──────── Supplied records
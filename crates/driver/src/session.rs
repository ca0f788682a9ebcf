//! Tuning session: one search on one device, plus persistence of results.

use crate::options::TuneOptions;
use anyhow::Result;
use gemmtune_autotune::cache::AutotuneCache;
use gemmtune_autotune::executor::DeviceCapabilities;
use gemmtune_autotune::report::{save_summaries, ReportSink};
use gemmtune_autotune::tuner::{Autotuner, TuningOutcome};
use gemmtune_backend_cpu::device::Platform;
use gemmtune_backend_cpu::runtime::{CpuExecutor, CpuExecutorOptions};
use gemmtune_kernels::matmul::{find_kernel_family, DynKernelFamily};
use tracing::info;

/// One tuning run: device selection, search, and persistence of results.
pub struct TuningSession {
    options: TuneOptions,
    family: DynKernelFamily,
}

impl TuningSession {
    pub fn new(options: TuneOptions) -> Result<Self> {
        let family = find_kernel_family(&options.kernel)?;
        Ok(Self { options, family })
    }

    pub fn run(&self, platform: &Platform, sink: &mut dyn ReportSink) -> Result<TuningOutcome> {
        let request = &self.options.request;
        let device = platform.select(self.options.device)?;
        info!(
            device = device.name(),
            kernel = self.family.name(),
            m = request.shape.m,
            n = request.shape.n,
            k = request.shape.k,
            nested = request.nested,
            "starting tuning session"
        );

        if let Some(path) = &self.options.cache {
            let cache = AutotuneCache::load_from_file(path)?;
            if let Some(previous) = cache.get(device.name(), &request.shape) {
                info!(
                    configuration = %previous.configuration,
                    average_us = previous.average_time_us,
                    "previous best from cache"
                );
            }
        }

        let executor_options = CpuExecutorOptions {
            vector_hint: self.options.vector_hint,
            ..CpuExecutorOptions::default()
        };
        let mut executor =
            CpuExecutor::new(device, self.family.clone(), request.shape, executor_options)?;

        let outcome = Autotuner::new(self.family.as_ref(), device, &mut executor, sink).run(request)?;
        self.persist(device.name(), &outcome)?;
        Ok(outcome)
    }

    fn persist(&self, device: &str, outcome: &TuningOutcome) -> Result<()> {
        if let (Some(path), Some(best)) = (&self.options.cache, &outcome.best) {
            let mut cache = AutotuneCache::load_from_file(path)?;
            if cache.insert_if_faster(device, best.clone()) {
                cache.save_to_file(path)?;
                info!(path = %path.display(), "updated best configuration cache");
            }
        }
        if let Some(path) = &self.options.json {
            save_summaries(&outcome.passes, path)?;
            info!(path = %path.display(), passes = outcome.passes.len(), "wrote pass summaries");
        }
        Ok(())
    }
}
────────────────
Work instruction: Set aside each line above that includes the string "search" and report it.

Your solution:
//! Tuning session: one search on one device, plus persistence of results.
/// One tuning run: device selection, search, and persistence of results.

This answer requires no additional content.